The James Webb Space Telescope is particularly vulnerable to micrometeroid attack because the telescope’s mirrors are open and exposed to the vacuum of space. The Hubble Space Telescope, for all in the world the technological predecessor of Webb, had a cylindrical housing in which the observation technology was housed. In contrast, the Webb telescope is functionally a giant reflector that is open to space without a protective sheath.
But aside from being smaller overall, the other reason Hubble has been remarkably free of damage over the years is due to its location in space. Hubble orbits comfortably just above the earth, close enough for astronauts from the space shuttle to approach and perform maintenance; while the Webb telescope is far away in a stable point in space where the sun and the earth’s gravity perfectly balance each other, so that the telescope effectively stays still in relation to the earth. But because there have been few spacecraft sent to this point in space – known as L2 point, abbreviation for LaGrange Point – astronomers have less knowledge about the micrometeoroid risk in the region. On the other hand, low to medium Earth orbit, where Hubble lives, is saturated with human spacecraft, and thus the risks are well studied.

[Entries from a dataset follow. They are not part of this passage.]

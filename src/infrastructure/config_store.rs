// Filesystem store for dashboard documents
use crate::domain::dashboard::DashboardConfig;
use std::fs;
use std::io::Write;
use std::path::{Path, PathBuf};
use thiserror::Error;

pub const DEFAULT_CONFIG: &str = "default.yaml";
pub const CONFIG_EXTENSION: &str = "yaml";

pub const DEFAULT_DASHBOARD_NAME: &str = "Company Dashboard";
pub const DEFAULT_DASHBOARD_DESCRIPTION: &str = "Your company tools and resources";

#[derive(Debug, Error)]
pub enum ConfigStoreError {
    #[error("configuration {name} not found")]
    NotFound { name: String },
    #[error("failed to parse configuration {name}")]
    Parse {
        name: String,
        #[source]
        source: serde_yaml::Error,
    },
    #[error("failed to serialize configuration")]
    Serialize(#[from] serde_yaml::Error),
    #[error(transparent)]
    Io(#[from] std::io::Error),
}

/// Resolve the effective config directory for a base path: `<base>/config`
/// when that subdirectory exists, otherwise the base itself. Pure in the
/// directory-exists predicate so it can be tested without touching disk.
pub fn resolve_config_dir<F>(base: &Path, dir_exists: F) -> PathBuf
where
    F: Fn(&Path) -> bool,
{
    let candidate = base.join("config");
    if dir_exists(&candidate) {
        candidate
    } else {
        base.to_path_buf()
    }
}

/// Owns the set of on-disk dashboard documents inside one directory,
/// resolved once at construction.
#[derive(Debug, Clone)]
pub struct ConfigStore {
    config_dir: PathBuf,
}

impl ConfigStore {
    pub fn new(base: &Path) -> Self {
        let config_dir = resolve_config_dir(base, |p| p.is_dir());
        Self { config_dir }
    }

    pub fn config_dir(&self) -> &Path {
        &self.config_dir
    }

    /// File names of the dashboard documents currently on disk, sorted.
    /// No side effects; `list_configs` layers the default-creation rule on top.
    pub fn existing_configs(&self) -> Result<Vec<String>, ConfigStoreError> {
        let mut configs = Vec::new();
        for entry in fs::read_dir(&self.config_dir)? {
            let path = entry?.path();
            let is_config = path.is_file()
                && path
                    .extension()
                    .and_then(|ext| ext.to_str())
                    .is_some_and(|ext| ext == CONFIG_EXTENSION);
            if !is_config {
                continue;
            }
            if let Some(name) = path.file_name().and_then(|name| name.to_str()) {
                configs.push(name.to_string());
            }
        }
        configs.sort();
        Ok(configs)
    }

    /// Lists available documents, guaranteeing that `default.yaml` exists.
    /// When the directory holds no documents (or none named `default.yaml`)
    /// the default document is written and the listing is exactly that file.
    pub fn list_configs(&self) -> Result<Vec<String>, ConfigStoreError> {
        let configs = self.existing_configs()?;
        if configs.is_empty() || !configs.iter().any(|name| name == DEFAULT_CONFIG) {
            self.create_default()?;
            return Ok(vec![DEFAULT_CONFIG.to_string()]);
        }
        Ok(configs)
    }

    pub fn create_default(&self) -> Result<(), ConfigStoreError> {
        self.create_default_with(DEFAULT_DASHBOARD_NAME, DEFAULT_DASHBOARD_DESCRIPTION)
    }

    /// Writes the seed document as `default.yaml`, overwriting any existing one.
    pub fn create_default_with(
        &self,
        name: &str,
        description: &str,
    ) -> Result<(), ConfigStoreError> {
        let config = DashboardConfig::default_document(name, description);
        self.save(&config, DEFAULT_CONFIG)
    }

    pub fn load(&self, name: &str) -> Result<DashboardConfig, ConfigStoreError> {
        let path = self.config_dir.join(name);
        if !path.is_file() {
            return Err(ConfigStoreError::NotFound {
                name: name.to_string(),
            });
        }
        let contents = fs::read_to_string(&path)?;
        serde_yaml::from_str(&contents).map_err(|source| ConfigStoreError::Parse {
            name: name.to_string(),
            source,
        })
    }

    pub fn save(&self, config: &DashboardConfig, name: &str) -> Result<(), ConfigStoreError> {
        let contents = serde_yaml::to_string(config)?;
        write_atomic(&self.config_dir.join(name), contents.as_bytes())?;
        Ok(())
    }
}

/// Write via a temp file sibling and rename, so concurrent readers never
/// observe a partially written document.
pub(crate) fn write_atomic(path: &Path, bytes: &[u8]) -> std::io::Result<()> {
    let temp_path = path.with_extension("tmp");
    let mut file = fs::File::create(&temp_path)?;
    if let Err(err) = file.write_all(bytes).and_then(|_| file.sync_all()) {
        let _ = fs::remove_file(&temp_path);
        return Err(err);
    }
    drop(file);
    fs::rename(&temp_path, path)
}
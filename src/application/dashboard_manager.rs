// Dashboard manager - Single access point over stores and watcher
use crate::domain::dashboard::DashboardConfig;
use crate::domain::preferences::UserConfig;
use crate::infrastructure::config_store::{ConfigStore, ConfigStoreError};
use crate::infrastructure::preference_store::{PreferenceStore, PreferencesError};
use crate::infrastructure::watcher::{ConfigChange, ConfigWatcher};
use serde_json::{Map, Value};
use std::path::Path;
use std::sync::Mutex;
use tokio::sync::{broadcast, RwLock};

/// Composes the config store, preference store and change watcher into the
/// one object the HTTP layer depends on. Construction resolves the config
/// directory, creates the user-preference directory, loads preferences and
/// starts the watcher.
pub struct DashboardManager {
    config_store: ConfigStore,
    preferences: RwLock<PreferenceStore>,
    watcher: Mutex<Option<ConfigWatcher>>,
}

impl DashboardManager {
    pub fn new(base: &Path, watch: bool) -> anyhow::Result<Self> {
        let config_store = ConfigStore::new(base);
        let preferences = PreferenceStore::new(base)?;
        let watcher = if watch {
            match ConfigWatcher::start(config_store.config_dir()) {
                Ok(watcher) => Some(watcher),
                Err(err) => {
                    // degrade to no live reload rather than failing startup
                    tracing::warn!("live reload disabled: {}", err);
                    None
                }
            }
        } else {
            None
        };
        Ok(Self {
            config_store,
            preferences: RwLock::new(preferences),
            watcher: Mutex::new(watcher),
        })
    }

    pub fn config_dir(&self) -> &Path {
        self.config_store.config_dir()
    }

    /// Loads the named dashboard document, or the active one when no name is
    /// given. Missing documents yield `None`; malformed documents are logged
    /// with the offending file name and also yield `None`, so the API layer
    /// answers 404 for both.
    pub async fn get_config(&self, name: Option<&str>) -> anyhow::Result<Option<DashboardConfig>> {
        let name = match name {
            Some(name) => name.to_string(),
            None => self.active_config().await,
        };
        match self.config_store.load(&name) {
            Ok(config) => Ok(Some(config)),
            Err(ConfigStoreError::NotFound { .. }) => Ok(None),
            Err(ConfigStoreError::Parse { name, source }) => {
                tracing::error!("error loading config {}: {}", name, source);
                Ok(None)
            }
            Err(err) => Err(err.into()),
        }
    }

    pub async fn get_user_view(&self) -> anyhow::Result<UserConfig> {
        let available_configs = self.config_store.list_configs()?;
        let preferences = self.preferences.read().await.preferences().clone();
        Ok(UserConfig {
            config_path: self.config_store.config_dir().display().to_string(),
            preferences,
            available_configs,
        })
    }

    pub async fn update_preferences(
        &self,
        fields: &Map<String, Value>,
    ) -> Result<(), PreferencesError> {
        self.preferences.write().await.update(fields)
    }

    pub fn list_configs(&self) -> Result<Vec<String>, ConfigStoreError> {
        self.config_store.list_configs()
    }

    pub async fn active_config(&self) -> String {
        self.preferences
            .read()
            .await
            .preferences()
            .active_config
            .clone()
    }

    /// Change notifications from the watcher, if it is running.
    pub fn subscribe_changes(&self) -> Option<broadcast::Receiver<ConfigChange>> {
        self.watcher
            .lock()
            .unwrap_or_else(|poisoned| poisoned.into_inner())
            .as_ref()
            .map(ConfigWatcher::subscribe)
    }

    /// Stops the watcher. Safe to call when it never started, and safe to
    /// call repeatedly.
    pub fn shutdown(&self) {
        if let Some(mut watcher) = self
            .watcher
            .lock()
            .unwrap_or_else(|poisoned| poisoned.into_inner())
            .take()
        {
            watcher.stop();
        }
    }
}

#[cfg(test)]
mod tests {
    use super::*;
    use crate::infrastructure::config_store::DEFAULT_CONFIG;
    use serde_json::json;
    use std::fs;
    use tempfile::TempDir;

    fn object(value: Value) -> Map<String, Value> {
        value.as_object().unwrap().clone()
    }

    fn two_category_document() -> &'static str {
        r#"
metadata:
  name: Team Dashboard
  description: Team tools
  version: 1.0.0
  tags: [team]
categories:
  - name: Development
    description: Dev tools
    links:
      - name: CI
        url: https://ci.example.com
        description: Build pipeline
        tags: [dev]
      - name: Repo
        url: https://git.example.com
        description: Source hosting
        tags: [dev]
  - name: Ops
    description: Operational tools
    links:
      - name: Grafana
        url: https://grafana.example.com
        description: Metrics
        tags: [ops]
"#
    }

    #[tokio::test]
    async fn test_get_config_falls_back_to_active_preference() {
        let dir = TempDir::new().unwrap();
        let manager = DashboardManager::new(dir.path(), false).unwrap();
        manager.list_configs().unwrap(); // materializes default.yaml

        let config = manager.get_config(None).await.unwrap().unwrap();
        assert_eq!(config.metadata.name, "Company Dashboard");
    }

    #[tokio::test]
    async fn test_get_config_missing_yields_none() {
        let dir = TempDir::new().unwrap();
        let manager = DashboardManager::new(dir.path(), false).unwrap();
        assert!(manager
            .get_config(Some("missing.yaml"))
            .await
            .unwrap()
            .is_none());
    }

    #[tokio::test]
    async fn test_get_config_malformed_yields_none() {
        let dir = TempDir::new().unwrap();
        fs::write(dir.path().join("broken.yaml"), "categories: 7").unwrap();
        let manager = DashboardManager::new(dir.path(), false).unwrap();
        assert!(manager
            .get_config(Some("broken.yaml"))
            .await
            .unwrap()
            .is_none());
    }

    #[tokio::test]
    async fn test_user_view_composes_path_preferences_and_listing() {
        let dir = TempDir::new().unwrap();
        let config_dir = dir.path().join("config");
        fs::create_dir(&config_dir).unwrap();
        fs::write(config_dir.join(DEFAULT_CONFIG), two_category_document()).unwrap();

        let manager = DashboardManager::new(dir.path(), false).unwrap();
        let view = manager.get_user_view().await.unwrap();

        assert_eq!(view.config_path, config_dir.display().to_string());
        assert_eq!(view.available_configs, vec![DEFAULT_CONFIG.to_string()]);
        assert_eq!(view.preferences.active_config, DEFAULT_CONFIG);

        let config = manager.get_config(None).await.unwrap().unwrap();
        assert_eq!(config.categories.len(), 2);
        let total_links: usize = config.categories.iter().map(|c| c.links.len()).sum();
        assert_eq!(total_links, 3);
    }

    #[tokio::test]
    async fn test_update_preferences_round_trips_through_disk() {
        let dir = TempDir::new().unwrap();
        {
            let manager = DashboardManager::new(dir.path(), false).unwrap();
            manager
                .update_preferences(&object(json!({"theme": "dark"})))
                .await
                .unwrap();
        }
        let manager = DashboardManager::new(dir.path(), false).unwrap();
        let view = manager.get_user_view().await.unwrap();
        assert_eq!(view.preferences.theme, "dark");
    }

    #[tokio::test]
    async fn test_shutdown_without_watcher_is_safe() {
        let dir = TempDir::new().unwrap();
        let manager = DashboardManager::new(dir.path(), false).unwrap();
        assert!(manager.subscribe_changes().is_none());
        manager.shutdown();
        manager.shutdown();
    }
}
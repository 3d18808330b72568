// User preference domain models
use serde::{Deserialize, Serialize};

/// Per-installation user preferences. Every field carries its own serde
/// default so a stored document missing some fields merges field-by-field.
#[derive(Debug, Clone, PartialEq, Serialize, Deserialize)]
pub struct UserPreferences {
    #[serde(default = "default_active_config")]
    pub active_config: String,
    #[serde(default = "default_theme")]
    pub theme: String,
    #[serde(default = "default_layout")]
    pub layout: String,
    #[serde(default = "default_true")]
    pub show_descriptions: bool,
    #[serde(default = "default_true")]
    pub show_status: bool,
    #[serde(default)]
    pub custom_order: Vec<String>,
    #[serde(default)]
    pub recent_links: Vec<String>,
}

fn default_active_config() -> String {
    "default.yaml".to_string()
}

fn default_theme() -> String {
    "light".to_string()
}

fn default_layout() -> String {
    "grid".to_string()
}

fn default_true() -> bool {
    true
}

impl Default for UserPreferences {
    fn default() -> Self {
        Self {
            active_config: default_active_config(),
            theme: default_theme(),
            layout: default_layout(),
            show_descriptions: true,
            show_status: true,
            custom_order: Vec::new(),
            recent_links: Vec::new(),
        }
    }
}

/// Read-model for the API boundary, built on demand and never persisted.
#[derive(Debug, Clone, Serialize)]
pub struct UserConfig {
    pub config_path: String,
    pub preferences: UserPreferences,
    pub available_configs: Vec<String>,
}
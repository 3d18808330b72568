// HTTP request handlers
use crate::infrastructure::preference_store::PreferencesError;
use crate::presentation::app_state::AppState;
use crate::presentation::assets;
use axum::{
    extract::{Path, Query, State},
    http::{header, StatusCode},
    response::{Html, IntoResponse, Json},
    routing::{get, post},
    Router,
};
use serde::Deserialize;
use serde_json::{json, Value};
use std::sync::Arc;

pub fn router(state: Arc<AppState>) -> Router {
    Router::new()
        .route("/", get(dashboard))
        .route("/health", get(health_check))
        .route("/static/*path", get(static_asset))
        .route("/api/config", get(get_config))
        .route("/api/user-config", get(get_user_config))
        .route("/api/preferences", post(update_preferences))
        .route("/api/configs", get(get_available_configs))
        .with_state(state)
}

#[derive(Deserialize)]
pub struct ConfigQuery {
    pub config_name: Option<String>,
}

/// Dashboard configuration, either the named or the active one.
pub async fn get_config(
    Query(query): Query<ConfigQuery>,
    State(state): State<Arc<AppState>>,
) -> impl IntoResponse {
    match state.manager.get_config(query.config_name.as_deref()).await {
        Ok(Some(config)) => Json(config).into_response(),
        Ok(None) => not_found_response(),
        Err(err) => internal_error(err),
    }
}

/// Resolved config path, preferences and available configs in one view.
pub async fn get_user_config(State(state): State<Arc<AppState>>) -> impl IntoResponse {
    match state.manager.get_user_view().await {
        Ok(view) => Json(view).into_response(),
        Err(err) => internal_error(err),
    }
}

/// Applies a field-to-value mapping onto the stored preferences.
pub async fn update_preferences(
    State(state): State<Arc<AppState>>,
    Json(body): Json<Value>,
) -> impl IntoResponse {
    let Some(fields) = body.as_object() else {
        let message = PreferencesError::InvalidUpdate.to_string();
        return (StatusCode::BAD_REQUEST, Json(json!({ "error": message }))).into_response();
    };
    match state.manager.update_preferences(fields).await {
        Ok(()) => Json(json!({"status": "success"})).into_response(),
        Err(err @ PreferencesError::InvalidValue { .. }) => (
            StatusCode::BAD_REQUEST,
            Json(json!({ "error": err.to_string() })),
        )
            .into_response(),
        Err(err) => internal_error(err.into()),
    }
}

/// Available config file names plus the active selection.
pub async fn get_available_configs(State(state): State<Arc<AppState>>) -> impl IntoResponse {
    match state.manager.list_configs() {
        Ok(configs) => {
            let active = state.manager.active_config().await;
            Json(json!({"configs": configs, "active": active})).into_response()
        }
        Err(err) => internal_error(err.into()),
    }
}

/// Health check endpoint
pub async fn health_check() -> impl IntoResponse {
    Json(json!({"status": "healthy"}))
}

/// The dashboard HTML shell.
pub async fn dashboard() -> Html<&'static str> {
    Html(assets::INDEX_HTML)
}

/// Embedded static assets referenced by the shell.
pub async fn static_asset(Path(path): Path<String>) -> impl IntoResponse {
    match assets::lookup(&path) {
        Some((content_type, body)) => {
            ([(header::CONTENT_TYPE, content_type)], body).into_response()
        }
        None => StatusCode::NOT_FOUND.into_response(),
    }
}

fn not_found_response() -> axum::response::Response {
    (
        StatusCode::NOT_FOUND,
        Json(json!({"error": "Configuration not found"})),
    )
        .into_response()
}

fn internal_error(err: anyhow::Error) -> axum::response::Response {
    tracing::error!("request failed: {:#}", err);
    (
        StatusCode::INTERNAL_SERVER_ERROR,
        Json(json!({"error": "internal server error"})),
    )
        .into_response()
}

The Space news site Space.com had a depressing view of the otherwise optimistic tone of NASA’s new report.
“Micrometeroids are a known hazard for space operations, and meeting them is by no means new to scientists; the International Space Station and the Hubble Space Telescope are among long-standing programs that remain operational despite occasional space rocket attacks,” Space.com wrote. “But Web’s orbit at Lagrange Point 2 about 1 million miles (1.5 million kilometers) away from Earth could change the risk profile considerably.”
Despite the setback with the C3 mirror, the James Webb Space Telescope has remained an undeniable success so far. In one of the recently released images, the telescope determined the composition of the atmosphere of a distant planet called WASP-96b (which contained water). Other released images showed a planetary nebula called the Southern Ring Nebula; five nearly adjacent galaxies aptly named “Stephan’s Quintet”; The Carina Nebula, which looks to the whole world like a horsehair blanket drawn over a bright and colorful sky full of stars; and the mildly named SMACS 0723 – which is the clearest and fullest infrared image ever produced by the distant universe.